The daily number of COVID-19 cases reported in Los Angeles County continued growing Thursday, prompting renewed warnings that younger residents are most likely to become infected and unvaccinated residents are most likely to become severely ill.
County Public Health Director Barbara Ferrer on Thursday reported 3,407 new COVID infections, along with nine new virus-related deaths. She said the average daily number of new cases recorded over the past week rose to more than 2,600, up nearly 20% from a week ago.
The county’s transmission rate also continues to rise, with the average daily rate at 26 per 100,000 residents, up from 21 a week ago. More notably, the seven-day cumulative rate reached 176 per 100,000 residents. If that number tops 200 per 100,000 residents, it will move Los Angeles County from the low-transmission rate as defined by the U.S. Centers for Disease Control and Prevention, to a moderate level.
Continued increases could potentially lead to a re-imposition of public health rules, such as indoor mask wearing.
The rising case rates, however, still have not led to the normally anticipated increase in virus-related hospitalizations or deaths. Those numbers have remained relatively flat in recent weeks while case number surged upward.
Ferrer said the county is averaging about four virus-related deaths per day. The number of COVID-positive patients in county hospitals has also remained steady, well below 300 per day.
As of Thursday, there were 267 virus-positive patients in county hospitals, up from 249 on Wednesday. The number of those patients being treated in intensive care was 25, up from 24 a day earlier.
Ferrer said a variety of factors was likely preventing hospitalization and death numbers from rising, including widespread vaccinations, natural immunity from previous infections and the availability of therapeutics aimed at knocking down infections before they develop into severe illness.
But she said another factor was the relatively low infection rates among the age groups most vulnerable to developing severe illness from COVID. Residents age 80 and older currently have the lowest rate of COVID infection in the county, followed by children below age 5, followed by adults age 65-79 and adults aged 50-64.
The highest infection rate is currently among the 12-17 age group, followed by those 18-29 and then 30-49.
Ferrer again noted the increased danger facing unvaccinated residents, saying they are five times more likely to be hospitalized due to COVID, and 16 times more likely to die, than their vaccinated counterparts.
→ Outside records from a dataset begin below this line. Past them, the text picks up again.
//! Model error types.

use crate::variable::{BaseType, ValueReference};

/// Errors raised while inserting into a [`VariableRegistry`](crate::VariableRegistry).
#[derive(Debug, Clone, PartialEq, Eq, thiserror::Error)]
pub enum RegistryError {
    /// A canonical variable already exists for this `(base type, value reference)`.
    #[error(
        "duplicate canonical {base_type} variable for valueReference {value_reference}: \
         '{rejected}' conflicts with '{existing}'"
    )]
    DuplicateKey {
        base_type: BaseType,
        value_reference: ValueReference,
        existing: String,
        rejected: String,
    },

    /// Another variable already uses this name.
    #[error("duplicate variable name '{name}'")]
    DuplicateName { name: String },
}

/// Result type alias for model operations.
pub type Result<T> = std::result::Result<T, RegistryError>;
She also pointed to a recent study that determined vaccinations prevented more than 1.5 million infections in California during the first 10 months they were available, along with 72,000 hospitalizations and 19,000 deaths.
Ferrer began her weekly briefing Thursday with a moment of silence, recognizing the United States reaching the grim milestone of 1 million deaths due to COVID-19.
“As we mark the very sad reality of losing millions of people across the world to this dangerous virus, I hope we can move forward in these uncertain times with fortitude, courage and compassion and use the tools at hand to take care of not only ourselves and those we love, but those we know are most vulnerable to suffer from this virus,” Ferrer said.
The new cases reported Thursday gave the county a cumulative total from throughout the pandemic to 2,903,779. The nine new deaths gave the county an overall virus-related death toll of 32,016.
The average daily rate of people testing positive for the virus in the county was 2.6% as of Thursday, up slightly from 2.4% on Wednesday.